Among the entries below, find the lines with "each" and copy them.

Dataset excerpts
▼

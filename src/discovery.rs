use crate::config::DiscoveryConfig;
use crate::error::{Result, WledError};
use crate::protocol::request_update;
use crate::types::DiscoveredDevice;
use async_trait::async_trait;
use serde_json::Value;
use std::collections::{BTreeMap, VecDeque};
use std::sync::{Arc, Mutex, PoisonError};
use std::time::Duration;
use tokio::sync::broadcast;

/// Top-level keys a WLED `/json` response always carries
const REQUIRED_KEYS: [&str; 4] = ["state", "info", "effects", "palettes"];

/// A candidate address appearing on or leaving the network
#[derive(Debug, Clone, PartialEq, Eq)]
pub enum Announcement {
    Added(String),
    Removed(String),
}

/// Something that yields candidate device addresses, e.g. a multicast
/// service browser
#[async_trait]
pub trait AddressSource: Send {
    /// Next announcement, or `None` once the source is exhausted
    async fn next(&mut self) -> Option<Announcement>;
}

/// Fixed list of addresses, announced once each
#[derive(Debug, Clone, Default)]
pub struct StaticAddresses {
    pending: VecDeque<String>,
}

impl StaticAddresses {
    pub fn new<I, S>(addresses: I) -> Self
    where
        I: IntoIterator<Item = S>,
        S: Into<String>,
    {
        Self {
            pending: addresses.into_iter().map(Into::into).collect(),
        }
    }
}

#[async_trait]
impl AddressSource for StaticAddresses {
    async fn next(&mut self) -> Option<Announcement> {
        self.pending.pop_front().map(Announcement::Added)
    }
}

/// Confirms that an address belongs to a WLED device
pub struct LivenessProbe {
    http: reqwest::Client,
    probe_path: String,
}

impl LivenessProbe {
    pub fn new(config: &DiscoveryConfig) -> Result<Self> {
        let http = reqwest::Client::builder()
            .timeout(config.probe_timeout)
            .build()?;
        Ok(Self {
            http,
            probe_path: config.probe_path.clone(),
        })
    }

    /// POST `{"v":true}` to the JSON API and check the response shape
    ///
    /// Any failure counts as "not a WLED device".
    pub async fn is_wled_device(&self, address: &str) -> bool {
        match self.check(address).await {
            Ok(()) => true,
            Err(e) => {
                tracing::debug!("{} is not a WLED device: {}", address, e);
                false
            }
        }
    }

    async fn check(&self, address: &str) -> Result<()> {
        let url = format!("http://{}{}", address, self.probe_path);
        let body: Value = self
            .http
            .post(&url)
            .json(&request_update())
            .send()
            .await?
            .error_for_status()?
            .json()
            .await?;

        match REQUIRED_KEYS.iter().find(|key| body.get(**key).is_none()) {
            Some(missing) => Err(WledError::InvalidResponse(format!(
                "missing `{}` in response",
                missing
            ))),
            None => Ok(()),
        }
    }
}

/// Discovery notifications
#[derive(Debug, Clone, PartialEq, Eq)]
pub enum DiscoveryEvent {
    DeviceFound(DiscoveredDevice),
    DeviceLost(DiscoveredDevice),
}

type DeviceMap = Arc<Mutex<BTreeMap<String, DiscoveredDevice>>>;

/// Discovery manager for WLED devices
///
/// Consumes announcements from an [`AddressSource`] in the background,
/// confirms each new address with a [`LivenessProbe`] and keeps the list of
/// confirmed devices.
///
/// # Example
///
/// ```no_run
/// use wled_session::{Discovery, DiscoveryConfig, StaticAddresses};
///
/// #[tokio::main]
/// async fn main() -> Result<(), Box<dyn std::error::Error>> {
///     let mut discovery = Discovery::new(DiscoveryConfig::default())?;
///     discovery.start(StaticAddresses::new(["192.168.1.50", "192.168.1.51"]))?;
///
///     tokio::time::sleep(tokio::time::Duration::from_secs(2)).await;
///     for device in discovery.devices() {
///         println!("Found WLED at {}", device.address);
///     }
///
///     discovery.stop().await;
///     Ok(())
/// }
/// ```
pub struct Discovery {
    devices: DeviceMap,
    probe: Arc<LivenessProbe>,
    update_tx: broadcast::Sender<DiscoveryEvent>,
    stop_tx: Option<broadcast::Sender<()>>,
    task_handle: Option<tokio::task::JoinHandle<()>>,
}

impl Discovery {
    pub fn new(config: DiscoveryConfig) -> Result<Self> {
        let (update_tx, _) = broadcast::channel(100);
        Ok(Self {
            devices: Arc::new(Mutex::new(BTreeMap::new())),
            probe: Arc::new(LivenessProbe::new(&config)?),
            update_tx,
            stop_tx: None,
            task_handle: None,
        })
    }

    /// Subscribe to found/lost notifications
    pub fn subscribe_updates(&self) -> broadcast::Receiver<DiscoveryEvent> {
        self.update_tx.subscribe()
    }

    /// Snapshot of the confirmed devices
    pub fn devices(&self) -> Vec<DiscoveredDevice> {
        let devices = self.devices.lock().unwrap_or_else(PoisonError::into_inner);
        devices.values().cloned().collect()
    }

    pub fn device_count(&self) -> usize {
        self.devices.lock().unwrap_or_else(PoisonError::into_inner).len()
    }

    /// Whether the background task is still consuming announcements
    pub fn is_searching(&self) -> bool {
        self.task_handle.as_ref().is_some_and(|h| !h.is_finished())
    }

    /// Start consuming `source` in the background
    ///
    /// A running search is stopped first. Known devices are kept.
    pub fn start<S>(&mut self, source: S) -> Result<()>
    where
        S: AddressSource + 'static,
    {
        if let Some(tx) = self.stop_tx.take() {
            let _ = tx.send(());
        }
        if let Some(handle) = self.task_handle.take() {
            handle.abort();
        }

        tracing::info!("Starting the search for WLED devices");

        let (stop_tx, mut stop_rx) = broadcast::channel(1);
        self.stop_tx = Some(stop_tx);

        let devices = self.devices.clone();
        let probe = self.probe.clone();
        let update_tx = self.update_tx.clone();
        let mut source = source;

        let handle = tokio::spawn(async move {
            loop {
                tokio::select! {
                    _ = stop_rx.recv() => {
                        tracing::info!("Discovery stopped by user");
                        break;
                    }
                    announcement = source.next() => match announcement {
                        Some(announcement) => {
                            handle_announcement(&devices, &probe, &update_tx, announcement).await;
                        }
                        None => {
                            tracing::info!("Address source exhausted");
                            break;
                        }
                    }
                }
            }
        });

        self.task_handle = Some(handle);
        Ok(())
    }

    /// Stop the background search. The device list is preserved.
    pub async fn stop(&mut self) {
        if let Some(tx) = self.stop_tx.take() {
            let _ = tx.send(());
        }
        if let Some(handle) = self.task_handle.take() {
            // Give it a moment to stop gracefully
            let _ = tokio::time::timeout(Duration::from_millis(500), handle).await;
        }
    }

    /// Process one announcement directly, without a background task
    pub async fn handle(&self, announcement: Announcement) {
        handle_announcement(&self.devices, &self.probe, &self.update_tx, announcement).await;
    }
}

impl Drop for Discovery {
    fn drop(&mut self) {
        if let Some(handle) = self.task_handle.take() {
            handle.abort();
        }
    }
}

async fn handle_announcement(
    devices: &DeviceMap,
    probe: &LivenessProbe,
    update_tx: &broadcast::Sender<DiscoveryEvent>,
    announcement: Announcement,
) {
    match announcement {
        Announcement::Added(address) => {
            tracing::debug!("Found device at {}. Checking if it's a WLED device...", address);

            let known = devices
                .lock()
                .unwrap_or_else(PoisonError::into_inner)
                .contains_key(&address);
            if known || !probe.is_wled_device(&address).await {
                return;
            }

            tracing::info!("Found WLED device at {}", address);
            let device = DiscoveredDevice {
                address: address.clone(),
            };
            devices
                .lock()
                .unwrap_or_else(PoisonError::into_inner)
                .insert(address, device.clone());
            let _ = update_tx.send(DiscoveryEvent::DeviceFound(device));
        }
        Announcement::Removed(address) => {
            let removed = devices
                .lock()
                .unwrap_or_else(PoisonError::into_inner)
                .remove(&address);
            if let Some(device) = removed {
                tracing::info!("Lost WLED device at {}", address);
                let _ = update_tx.send(DiscoveryEvent::DeviceLost(device));
            }
        }
    }
}

#[cfg(test)]
mod tests {
    use super::*;
    use serde_json::json;
    use wiremock::matchers::{body_json, method, path};
    use wiremock::{Mock, MockServer, ResponseTemplate};

    async fn wled_server() -> MockServer {
        let server = MockServer::start().await;
        Mock::given(method("POST"))
            .and(path("/json"))
            .and(body_json(json!({ "v": true })))
            .respond_with(ResponseTemplate::new(200).set_body_json(json!({
                "state": { "on": true },
                "info": { "ver": "0.14.0" },
                "effects": ["Solid"],
                "palettes": ["Default"]
            })))
            .mount(&server)
            .await;
        server
    }

    fn probe() -> LivenessProbe {
        LivenessProbe::new(&DiscoveryConfig::default()).unwrap()
    }

    #[tokio::test]
    async fn probe_accepts_full_response() {
        let server = wled_server().await;
        assert!(probe().is_wled_device(&server.address().to_string()).await);
    }

    #[tokio::test]
    async fn probe_rejects_partial_response() {
        let server = MockServer::start().await;
        Mock::given(method("POST"))
            .and(path("/json"))
            .respond_with(ResponseTemplate::new(200).set_body_json(json!({
                "state": {}, "info": {}
            })))
            .mount(&server)
            .await;

        assert!(!probe().is_wled_device(&server.address().to_string()).await);
    }

    #[tokio::test]
    async fn probe_rejects_error_status() {
        let server = MockServer::start().await;
        Mock::given(method("POST"))
            .respond_with(ResponseTemplate::new(500))
            .mount(&server)
            .await;

        assert!(!probe().is_wled_device(&server.address().to_string()).await);
    }

    #[tokio::test]
    async fn known_address_is_reported_once_and_can_be_lost() {
        let server = wled_server().await;
        let address = server.address().to_string();
        let discovery = Discovery::new(DiscoveryConfig::default()).unwrap();
        let mut updates = discovery.subscribe_updates();

        discovery.handle(Announcement::Added(address.clone())).await;
        discovery.handle(Announcement::Added(address.clone())).await;
        discovery.handle(Announcement::Removed("10.255.255.1".to_string())).await;
        discovery.handle(Announcement::Removed(address.clone())).await;

        let device = DiscoveredDevice { address };
        assert_eq!(updates.try_recv().unwrap(), DiscoveryEvent::DeviceFound(device.clone()));
        assert_eq!(updates.try_recv().unwrap(), DiscoveryEvent::DeviceLost(device));
        assert!(updates.try_recv().is_err());
        assert_eq!(discovery.device_count(), 0);
    }

    #[tokio::test]
    async fn background_search_consumes_source() {
        let server = wled_server().await;
        let good = server.address().to_string();
        let mut discovery = Discovery::new(DiscoveryConfig::default()).unwrap();
        let mut updates = discovery.subscribe_updates();

        discovery
            .start(StaticAddresses::new([good.clone(), good.clone()]))
            .unwrap();

        let event = tokio::time::timeout(Duration::from_secs(5), updates.recv())
            .await
            .unwrap()
            .unwrap();
        assert_eq!(event, DiscoveryEvent::DeviceFound(DiscoveredDevice { address: good }));

        discovery.stop().await;
        assert!(!discovery.is_searching());
        assert_eq!(discovery.devices().len(), 1);
    }
}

▲

== Reply ==
/// Fixed list of addresses, announced once each
/// confirms each new address with a [`LivenessProbe`] and keeps the list of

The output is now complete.